Il servizio è rivolto a società finanziarie, banche ed assicurazioni; le informazioni contenute nella banca dati per individuare il legittimo titolare della prestazione di TFR e nei casi di :

intervento del Fondo di Garanzia del TFR (art. 2 della legge n. 297/82) in caso di insolvenza del datore di lavoro;

pagamento diretto della quota di TFR versata al Fondo di Tesoreria, in caso di incapienza dei contributi dovuti nel mese dal datore di lavoro rispetto al TFR da erogare (cfr. la circolare n. 70/2007, par. 7.3);

residui casi di liquidazione della quota di TFR maturata durante il periodo di fruizione del trattamento straordinario di integrazione salariale (cfr. la circolare n. 24/2017).

Gli utenti possono decidere quando e se notificare i contratti di finanziamento con garanzia del TFR ed è possibile utilizzare il servizio anche per notificare contratti già inviati all’INPS mediante canali diversi.

L’accesso al servizio è consentito previa autenticazione tramite:

PIN dispositivo dell’INPS (cfr. la circolare n. 50 del 15/2011);

CNS (Carta Nazionale dei Servizi) rilasciata da una Pubblica Amministrazione ai sensi del D.P.R. n. 117/04 o mediante altro dispositivo (smart card, chiavetta USB) contenente il “certificato digitale di autenticazione personale” rilasciato da apposito ente certificatore rispondente agli standard definiti per la CNS;

credenziali SPID (Sistema Pubblico di Identità Digitale) almeno di livello 2, rilasciate da uno dei gestori accreditati da AgID (www.spid.gov.it).

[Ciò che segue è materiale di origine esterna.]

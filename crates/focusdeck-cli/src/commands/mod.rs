pub mod auth;
pub mod catalog;
pub mod config;
pub mod focus;
pub mod panel;
pub mod shell;
pub mod task;
pub mod theme;
pub mod water;
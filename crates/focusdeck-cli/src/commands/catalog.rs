use clap::Subcommand;
use focusdeck_core::{catalog, App};

#[derive(Subcommand)]
pub enum CatalogAction {
    /// List the study library
    Books,
    /// List the AI tools
    Tools,
    /// List the games
    Games,
    /// Open a catalog link with the platform handler
    Open { url: String },
    /// Start a book download (surfaces a notification)
    Download { title: String },
    /// Activate a game (surfaces a notification, nothing launches)
    Play { name: String },
}

pub fn run(action: CatalogAction) -> Result<(), Box<dyn std::error::Error>> {
    match action {
        CatalogAction::Books => {
            for book in catalog::books() {
                println!(
                    "{} {} by {} [{} / {}]\n    {}\n    {}",
                    book.icon, book.title, book.author, book.category, book.level,
                    book.description, book.url
                );
            }
        }
        CatalogAction::Tools => {
            for tool in catalog::ai_tools() {
                println!(
                    "{} {} - {}\n    Use for: {} [{}]\n    {}",
                    tool.icon,
                    tool.name,
                    tool.description,
                    tool.use_for,
                    tool.features.join(", "),
                    tool.url
                );
            }
        }
        CatalogAction::Games => {
            for game in catalog::games() {
                println!(
                    "{} {} ({})\n    {} [{}]",
                    game.icon,
                    game.name,
                    game.category,
                    game.description,
                    game.features.join(", ")
                );
            }
        }
        CatalogAction::Open { url } => {
            let mut app = App::new()?;
            app.open_link(&url)?;
            println!("opened {url}");
        }
        CatalogAction::Download { title } => {
            let mut app = App::new()?;
            app.download_book(&title);
            for banner in app.notifications.active() {
                println!("{}", banner.message);
            }
        }
        CatalogAction::Play { name } => {
            let mut app = App::new()?;
            app.play_game(&name);
            for banner in app.notifications.active() {
                println!("{}", banner.message);
            }
        }
    }
    Ok(())
}
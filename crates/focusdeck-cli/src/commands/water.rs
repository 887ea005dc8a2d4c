use clap::Subcommand;
use focusdeck_core::App;
use serde_json::json;

#[derive(Subcommand)]
pub enum WaterAction {
    /// Arm the repeating reminder
    Start {
        /// Minutes between prompts (clamped to 15-180)
        #[arg(long)]
        interval: Option<u32>,
    },
    /// Cancel the reminder
    Stop,
    /// Record one glass of water
    Drink,
    /// Zero today's counters
    ResetDay,
    /// Print hydration counters as JSON
    Status,
}

pub fn run(action: WaterAction) -> Result<(), Box<dyn std::error::Error>> {
    let mut app = App::new()?;
    match action {
        WaterAction::Start { interval } => {
            let event = app.start_water_reminder(interval);
            println!("{}", serde_json::to_string_pretty(&event)?);
            if let Some(next) = app.water.next_prompt_display() {
                println!("next reminder at {next}");
            }
        }
        WaterAction::Stop => match app.stop_water_reminder() {
            Some(event) => println!("{}", serde_json::to_string_pretty(&event)?),
            None => println!("no active reminder"),
        },
        WaterAction::Drink => {
            let event = app.record_drink()?;
            println!("{}", serde_json::to_string_pretty(&event)?);
        }
        WaterAction::ResetDay => {
            let event = app.reset_water_day()?;
            println!("{}", serde_json::to_string_pretty(&event)?);
        }
        WaterAction::Status => {
            let stats = app.water.stats();
            let status = json!({
                "stats": stats,
                "fill_fraction": app.water.fill_fraction(),
                "active": app.water.is_active(),
                "next_reminder": app.water.next_prompt_display(),
            });
            println!("{}", serde_json::to_string_pretty(&status)?);
        }
    }
    Ok(())
}
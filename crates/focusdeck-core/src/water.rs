//! Water reminder: a repeating hydration prompt plus persisted counters.
//!
//! Caller-driven like the rest of the dashboard: `poll()` compares the
//! wall clock against the armed schedule, so cancellation is a plain field
//! reset and two schedules can never coexist.

use chrono::{DateTime, Duration, Utc};
use serde::{Deserialize, Serialize};

use crate::error::StoreError;
use crate::events::Event;
use crate::storage::{keys, Store};

pub const GLASS_ML: u32 = 250;
pub const DAILY_GOAL_GLASSES: u32 = 8;
pub const DEFAULT_INTERVAL_MIN: u32 = 60;
pub const MIN_INTERVAL_MIN: u32 = 15;
pub const MAX_INTERVAL_MIN: u32 = 180;

/// Hydration counters, persisted after every mutation under `waterStats`.
/// Wire names match the stored JSON the dashboard always used.
#[derive(Debug, Clone, Default, PartialEq, Serialize, Deserialize)]
pub struct WaterStats {
    #[serde(rename = "glassesToday", default)]
    pub glasses_today: u32,
    #[serde(rename = "totalML", default)]
    pub total_ml: u32,
    #[serde(rename = "lastDrink", default)]
    pub last_drink: Option<DateTime<Utc>>,
}

/// How a due prompt is delivered. System prompts require permission;
/// without it the prompt degrades to a blocking alert, never an error.
#[derive(Debug, Clone, Copy, PartialEq, Eq, Serialize, Deserialize)]
#[serde(rename_all = "lowercase")]
pub enum PromptChannel {
    System,
    Alert,
}

#[derive(Debug, Clone)]
struct ReminderSchedule {
    interval_min: u32,
    next_prompt_at: DateTime<Utc>,
}

/// Reminder schedule and counters. At most one schedule is armed.
#[derive(Debug)]
pub struct WaterReminder {
    stats: WaterStats,
    schedule: Option<ReminderSchedule>,
    system_prompts: bool,
}

impl WaterReminder {
    pub fn new(system_prompts: bool) -> Self {
        Self {
            stats: WaterStats::default(),
            schedule: None,
            system_prompts,
        }
    }

    /// Restore persisted counters; a missing or malformed entry starts
    /// from zero.
    pub fn restore(store: &Store, system_prompts: bool) -> Self {
        Self {
            stats: store.get_or(keys::WATER_STATS, WaterStats::default()),
            schedule: None,
            system_prompts,
        }
    }

    pub fn stats(&self) -> &WaterStats {
        &self.stats
    }

    pub fn is_active(&self) -> bool {
        self.schedule.is_some()
    }

    pub fn interval_min(&self) -> Option<u32> {
        self.schedule.as_ref().map(|s| s.interval_min)
    }

    /// Glass fill fraction: glasses / daily goal, capped at 1.0.
    pub fn fill_fraction(&self) -> f64 {
        (f64::from(self.stats.glasses_today) / f64::from(DAILY_GOAL_GLASSES)).min(1.0)
    }

    /// Wall-clock time-of-day of the next prompt, or `None` when stopped.
    pub fn next_prompt_display(&self) -> Option<String> {
        self.schedule
            .as_ref()
            .map(|s| s.next_prompt_at.format("%H:%M").to_string())
    }

    pub fn channel(&self) -> PromptChannel {
        if self.system_prompts {
            PromptChannel::System
        } else {
            PromptChannel::Alert
        }
    }

    /// Arm the repeating prompt, superseding any existing schedule.
    /// The interval is clamped to [15, 180] minutes.
    pub fn start(&mut self, interval_min: u32, now: DateTime<Utc>) -> Event {
        let interval_min = interval_min.clamp(MIN_INTERVAL_MIN, MAX_INTERVAL_MIN);
        let next_prompt_at = now + Duration::minutes(i64::from(interval_min));
        self.schedule = Some(ReminderSchedule {
            interval_min,
            next_prompt_at,
        });
        log::debug!("water reminder armed every {interval_min} min");
        Event::WaterReminderStarted {
            interval_min,
            next_prompt_at,
            at: now,
        }
    }

    /// Cancel the schedule. `None` when no reminder was active.
    pub fn stop(&mut self) -> Option<Event> {
        self.schedule.take()?;
        Some(Event::WaterReminderStopped { at: Utc::now() })
    }

    /// Record one glass: +1 glass, +250 mL, stamp the drink time, persist.
    pub fn record_drink(
        &mut self,
        store: &mut Store,
        now: DateTime<Utc>,
    ) -> Result<Event, StoreError> {
        self.stats.glasses_today += 1;
        self.stats.total_ml += GLASS_ML;
        self.stats.last_drink = Some(now);
        store.set(keys::WATER_STATS, &self.stats)?;
        Ok(Event::DrinkRecorded {
            glasses_today: self.stats.glasses_today,
            total_ml: self.stats.total_ml,
            fill_fraction: self.fill_fraction(),
            at: now,
        })
    }

    /// Zero the counters. Manual only -- there is no midnight rollover.
    pub fn reset_day(&mut self, store: &mut Store) -> Result<Event, StoreError> {
        self.stats.glasses_today = 0;
        self.stats.total_ml = 0;
        store.set(keys::WATER_STATS, &self.stats)?;
        Ok(Event::WaterDayReset { at: Utc::now() })
    }

    /// Emit a prompt when the schedule is due and re-arm for the next
    /// interval. Call periodically.
    pub fn poll(&mut self, now: DateTime<Utc>) -> Option<Event> {
        let schedule = self.schedule.as_mut()?;
        if now < schedule.next_prompt_at {
            return None;
        }
        schedule.next_prompt_at = now + Duration::minutes(i64::from(schedule.interval_min));
        Some(Event::WaterPromptDue {
            channel: if self.system_prompts {
                PromptChannel::System
            } else {
                PromptChannel::Alert
            },
            next_prompt_at: schedule.next_prompt_at,
            at: now,
        })
    }
}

Per accedere al servizio, i soggetti incaricati con procura dalle aziende dovranno richiedere l’abilitazione presentando il modulo “MV61” ad una qualsiasi Struttura territoriale dell’INPS.

Tale modulo è reperibile nel sito Istituzionale al seguente percorso: “Prestazioni e servizi” > “Tutti i moduli”, digitando nel campo “Cerca” il nome del modulo.

Cessione TFR in garanzia: quando è di competenza INPS
Generalmente nel settore privato il TFR è di competenza del datore di lavoro. Esistono però alcune fattispecie che obbligano l’INPS ad intervenire per gestire tale istituto, ossia:
in caso di insolvenza del datore di lavoro mediante l’intervento del Fondo di Garanzia del TFR;

in caso di incapienza dei contributi dovuti nel mese dal datore di lavoro rispetto al TFR da erogare mediante il pagamento diretto della quota di TFR versata al Fondo di Tesoreria;

nei residui casi di liquidazione della quota di TFR maturata durante il periodo di fruizione del trattamento straordinario di integrazione salariale.

Notifica contratti di cessione del TFR: come accedere al servizio
Per accedere al nuovo servizio di notifica dei contratti di cessione del TFR l’utente deve premunirsi di una delle seguenti credenziali:

PIN dispositivo dell’INPS;

CNS (Carta Nazionale dei Servizi) o firma digitale;

credenziali SPID (Sistema Pubblico di Identità Digitale) almeno di livello 2.

Per quanto riguarda i soggetti incaricati tramite specifica procura dalle aziende è necessario richiedere l’abilitazione presentando il modulo “MV61” ad una qualsiasi Struttura territoriale dell’INPS.

Cosa inserire nella banca dati INPS
Effettuato l’accesso, l’utente potrà inserire nella banca dati determinate informazioni riguardanti il lavoratore cedente e il datore di lavoro, quali:

la data di stipula del contratto;

la data di scadenza del finanziamento;

i soggetti che hanno prestato l’assicurazione rischio vita e la garanzia rischio impiego;

nonché copia in formato elettronico del contratto.